Required work: Please give again, word for word, the line that contains "let cli = Cli::parse();" and every line after it to the end of the data, with no other lines.

Supplied material:
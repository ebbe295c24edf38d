use anyhow::Result;
use clap::Parser;

use neo_explorer::cli::{run_inspect, run_query, Cli, Commands};
use neo_explorer::repl::Repl;
use neo_explorer::state::Session;

fn main() -> Result<()> {
    let cli = Cli::parse();

    let default_level = if cli.debug { "debug" } else { "info" };
    env_logger::Builder::from_env(env_logger::Env::default().default_filter_or(default_level))
        .init();

    let session = Session::load(&cli.neofile, &cli.cadfile)?;

    match cli.command {
        Commands::Inspect(args) => {
            run_inspect(&session.database, &args);
        }
        Commands::Query(args) => {
            run_query(&session.database, &args)?;
        }
        Commands::Interactive(args) => {
            Repl::new(session, args.aggressive).run()?;
        }
    }

    Ok(())
}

Exercise solution:
    let cli = Cli::parse();

    let default_level = if cli.debug { "debug" } else { "info" };
    env_logger::Builder::from_env(env_logger::Env::default().default_filter_or(default_level))
        .init();

    let session = Session::load(&cli.neofile, &cli.cadfile)?;

    match cli.command {
        Commands::Inspect(args) => {
            run_inspect(&session.database, &args);
        }
        Commands::Query(args) => {
            run_query(&session.database, &args)?;
        }
        Commands::Interactive(args) => {
            Repl::new(session, args.aggressive).run()?;
        }
    }

    Ok(())
}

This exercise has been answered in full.